- **WORK TO BE COMPLETED**: Search the records for the string "events" and return each line that has it.

[Records contained in a dataset]
§

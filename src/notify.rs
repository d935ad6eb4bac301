//! Notification sink and DND probe capabilities
//!
//! The policy talks to the OS through two small interfaces so the real
//! notifier can be swapped for a dry-run recorder: `NotificationSink`
//! delivers a nudge with optional action labels (never blocking on user
//! interaction) and `DndProbe` answers whether Do Not Disturb is active.
//! Action callbacks, where the platform supports them, arrive
//! asynchronously through the action drop file and are fed back to the
//! policy as user-action events.

use crate::error::CoachError;
use std::process::{Command, Stdio};
use std::sync::atomic::{AtomicBool, Ordering};
use std::sync::Arc;

/// Delivers nudges to the user.
pub trait NotificationSink: Send {
    /// Post a notification with optional action labels. Returns as soon
    /// as delivery is handed off; must never wait for the user to
    /// interact. Responses to the actions arrive asynchronously as
    /// user-action events.
    fn notify(&mut self, title: &str, message: &str, actions: &[&str])
        -> Result<(), CoachError>;
}

/// Answers whether the OS Do Not Disturb / Focus mode is active.
pub trait DndProbe: Send {
    fn is_dnd_active(&mut self) -> bool;
}

/// Real OS notifier: fire-and-forget child process.
///
/// Uses `notify-send` on Linux and `terminal-notifier` (falling back to
/// `osascript`) on macOS. The child is spawned detached; its exit status is
/// never awaited, so a slow notification daemon cannot stall the sampler.
pub struct CommandNotifier {
    app_name: String,
}

impl CommandNotifier {
    pub fn new(app_name: impl Into<String>) -> Self {
        Self {
            app_name: app_name.into(),
        }
    }

    fn spawn(&self, mut command: Command) -> Result<(), CoachError> {
        command
            .stdin(Stdio::null())
            .stdout(Stdio::null())
            .stderr(Stdio::null())
            .spawn()
            .map(|_| ())
            .map_err(|err| CoachError::NotificationError(err.to_string()))
    }
}

impl NotificationSink for CommandNotifier {
    #[cfg(target_os = "macos")]
    fn notify(&mut self, title: &str, message: &str, actions: &[&str]) -> Result<(), CoachError> {
        let mut command = Command::new("terminal-notifier");
        command
            .arg("-title")
            .arg(title)
            .arg("-message")
            .arg(message)
            .arg("-group")
            .arg(&self.app_name);
        if !actions.is_empty() {
            command.arg("-actions").arg(actions.join(","));
        }
        if self.spawn(command).is_ok() {
            return Ok(());
        }
        // osascript fallback has no action buttons
        let script = format!(
            "display notification \"{}\" with title \"{}\"",
            message.replace('"', "'"),
            title.replace('"', "'")
        );
        let mut fallback = Command::new("osascript");
        fallback.arg("-e").arg(script);
        self.spawn(fallback)
    }

    #[cfg(not(target_os = "macos"))]
    fn notify(&mut self, title: &str, message: &str, actions: &[&str]) -> Result<(), CoachError> {
        let mut command = Command::new("notify-send");
        command
            .arg("--app-name")
            .arg(&self.app_name)
            .arg(title)
            .arg(message);
        for action in actions {
            command.arg(format!("--action={action}"));
        }
        self.spawn(command)
    }
}

/// Dry-run sink: records what would have been posted and logs it.
#[derive(Default)]
pub struct DryRunNotifier {
    pub posted: Vec<(String, String)>,
}

impl NotificationSink for DryRunNotifier {
    fn notify(&mut self, title: &str, message: &str, actions: &[&str]) -> Result<(), CoachError> {
        log::info!("dry-run nudge: {title}: {message} (actions: {})", actions.join("/"));
        self.posted.push((title.to_string(), message.to_string()));
        Ok(())
    }
}

/// Queries the OS DND state via a platform command.
///
/// Any failure is treated as "DND off" and logged once, so a broken probe
/// degrades to delivering nudges rather than silently swallowing them.
pub struct CommandDndProbe {
    warned: bool,
}

impl Default for CommandDndProbe {
    fn default() -> Self {
        Self::new()
    }
}

impl CommandDndProbe {
    pub fn new() -> Self {
        Self { warned: false }
    }

    #[cfg(target_os = "macos")]
    fn query(&self) -> Result<bool, CoachError> {
        let output = Command::new("defaults")
            .args(["read", "com.apple.notificationcenterui", "doNotDisturb"])
            .output()
            .map_err(|err| CoachError::NotificationError(err.to_string()))?;
        Ok(output.status.success() && String::from_utf8_lossy(&output.stdout).trim() == "1")
    }

    #[cfg(not(target_os = "macos"))]
    fn query(&self) -> Result<bool, CoachError> {
        let output = Command::new("gsettings")
            .args([
                "get",
                "org.gnome.desktop.notifications",
                "show-banners",
            ])
            .output()
            .map_err(|err| CoachError::NotificationError(err.to_string()))?;
        // show-banners false means DND is on
        Ok(output.status.success() && String::from_utf8_lossy(&output.stdout).trim() == "false")
    }
}

impl DndProbe for CommandDndProbe {
    fn is_dnd_active(&mut self) -> bool {
        match self.query() {
            Ok(active) => active,
            Err(err) => {
                if !self.warned {
                    log::warn!("DND query failed ({err}); assuming DND off");
                    self.warned = true;
                }
                false
            }
        }
    }
}

/// Probe that always reports DND off; used with `--no-dnd-check`.
pub struct NoDndProbe;

impl DndProbe for NoDndProbe {
    fn is_dnd_active(&mut self) -> bool {
        false
    }
}

/// Test probe backed by a shared flag.
pub struct SharedFlagDndProbe {
    flag: Arc<AtomicBool>,
}

impl SharedFlagDndProbe {
    pub fn new(flag: Arc<AtomicBool>) -> Self {
        Self { flag }
    }
}

impl DndProbe for SharedFlagDndProbe {
    fn is_dnd_active(&mut self) -> bool {
        self.flag.load(Ordering::Relaxed)
    }
}

#[cfg(test)]
mod tests {
    use super::*;

    #[test]
    fn test_dry_run_records_without_side_effects() {
        let mut sink = DryRunNotifier::default();
        sink.notify(
            "Posture Check: Slouching",
            "Neck 19.5° > 16.4°",
            &["Done", "Snooze", "Dismiss"],
        )
        .unwrap();
        assert_eq!(sink.posted.len(), 1);
        assert_eq!(sink.posted[0].0, "Posture Check: Slouching");
    }

    #[test]
    fn test_no_dnd_probe_is_always_off() {
        assert!(!NoDndProbe.is_dnd_active());
    }

    #[test]
    fn test_shared_flag_probe_follows_flag() {
        let flag = Arc::new(AtomicBool::new(false));
        let mut probe = SharedFlagDndProbe::new(Arc::clone(&flag));
        assert!(!probe.is_dnd_active());
        flag.store(true, Ordering::Relaxed);
        assert!(probe.is_dnd_active());
    }
}
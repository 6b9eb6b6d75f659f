use crate::builtin::{Cat, Cd, Echo, Exit, Ls, Mkdir, Pwd, Rm, Rmdir, Touch, Wc};
use crate::command::{BuiltinCommand, ExitCode};
use crate::env::Environment;
use crate::parser::{ParsedCommand, Parser};
use rustyline::DefaultEditor;
use rustyline::error::ReadlineError;
use std::io::{self, Write};

/// The interactive terminal session.
///
/// Owns the line [`Parser`] (and with it the command history), the session
/// [`Environment`], and the registry of built-in commands. Constructed once
/// per process; there is no ambient global state.
pub struct Terminal {
    parser: Parser,
    env: Environment,
    builtins: Vec<Box<dyn BuiltinCommand>>,
}

impl Terminal {
    /// Create a terminal with a custom set of built-ins.
    pub fn new(builtins: Vec<Box<dyn BuiltinCommand>>) -> Self {
        Self {
            parser: Parser::new(),
            env: Environment::new(),
            builtins,
        }
    }

    /// Parse one raw line, returning `None` for input with no tokens.
    pub fn parse(&mut self, input: &str) -> Option<ParsedCommand> {
        self.parser.parse(input)
    }

    /// Dispatch a parsed command against the builtin registry.
    ///
    /// Every expected failure has already been rendered by the command
    /// itself; an `Err` from a built-in is reported here as a single line
    /// so no command can take down the read loop.
    pub fn dispatch(&mut self, cmd: &ParsedCommand, stdout: &mut dyn Write) -> io::Result<ExitCode> {
        // history is interpreter state rather than a filesystem operation,
        // so it is answered here instead of by the registry.
        if cmd.name == "history" {
            for (i, line) in self.parser.history().iter().enumerate() {
                writeln!(stdout, "{}- {}", i + 1, line)?;
            }
            return Ok(0);
        }

        for builtin in &self.builtins {
            if builtin.name() == cmd.name {
                return match builtin.execute(&cmd.args, stdout, &mut self.env) {
                    Ok(code) => Ok(code),
                    Err(e) => {
                        writeln!(stdout, "{}", e)?;
                        Ok(1)
                    }
                };
            }
        }

        writeln!(stdout, "the term is not recognized")?;
        Ok(1)
    }

    /// The blocking read-eval loop: prompt, read a line, parse, dispatch.
    ///
    /// Terminates on end of input or interrupt; the `exit` built-in ends
    /// the process directly.
    pub fn repl(&mut self) -> rustyline::Result<()> {
        let mut rl = DefaultEditor::new()?;
        let mut stdout = io::stdout();

        loop {
            match rl.readline(">") {
                Ok(line) => {
                    rl.add_history_entry(line.as_str())?;
                    match self.parse(&line) {
                        Some(cmd) => {
                            self.dispatch(&cmd, &mut stdout)?;
                        }
                        None => println!("Invalid Command"),
                    }
                }
                Err(ReadlineError::Interrupted) | Err(ReadlineError::Eof) => break,
                Err(err) => {
                    println!("Error: {:?}", err);
                    break;
                }
            }
        }

        Ok(())
    }
}

impl Default for Terminal {
    /// A terminal with the full built-in command set registered.
    fn default() -> Self {
        Self::new(vec![
            Box::new(Cd),
            Box::new(Pwd),
            Box::new(Echo),
            Box::new(Ls { descending: false }),
            Box::new(Ls { descending: true }),
            Box::new(Mkdir),
            Box::new(Rmdir),
            Box::new(Touch),
            Box::new(Rm),
            Box::new(Cat),
            Box::new(Wc),
            Box::new(Exit),
        ])
    }
}

#[cfg(test)]
mod tests {
    use super::*;

    fn eval(term: &mut Terminal, line: &str) -> String {
        let cmd = term.parse(line).expect("line should parse");
        let mut out: Vec<u8> = Vec::new();
        term.dispatch(&cmd, &mut out).unwrap();
        String::from_utf8(out).unwrap()
    }

    #[test]
    fn test_unknown_command_is_reported() {
        let mut term = Terminal::default();
        let before = term.env.current_dir.clone();
        assert_eq!(eval(&mut term, "foo"), "the term is not recognized\n");
        assert_eq!(term.env.current_dir, before);
    }

    #[test]
    fn test_history_is_one_indexed_and_verbatim() {
        let mut term = Terminal::default();
        eval(&mut term, "pwd");
        eval(&mut term, "echo hi");
        let out = eval(&mut term, "history");
        assert_eq!(out, "1- pwd\n2- echo hi\n3- history\n");
    }

    #[test]
    fn test_fused_flag_reaches_the_right_command() {
        let mut term = Terminal::default();
        let cmd = term.parse("ls -r").unwrap();
        assert_eq!(cmd.name, "ls -r");
        let mut out: Vec<u8> = Vec::new();
        let code = term.dispatch(&cmd, &mut out).unwrap();
        assert_eq!(code, 0);
    }

    #[test]
    fn test_dispatch_renders_builtin_errors_without_propagating() {
        let mut term = Terminal::default();
        let cmd = term.parse("cd /no/such/directory/anywhere").unwrap();
        let mut sink: Vec<u8> = Vec::new();
        term.dispatch(&cmd, &mut sink).unwrap();
        // The adopted directory does not exist; ls must surface that as a
        // printed line, not an Err.
        let out = eval(&mut term, "ls");
        assert!(out.starts_with("Failed to read directory:"));
    }
}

§

- **EXERCISE RESPONSE**:
//! policy as user-action events.
    /// user-action events.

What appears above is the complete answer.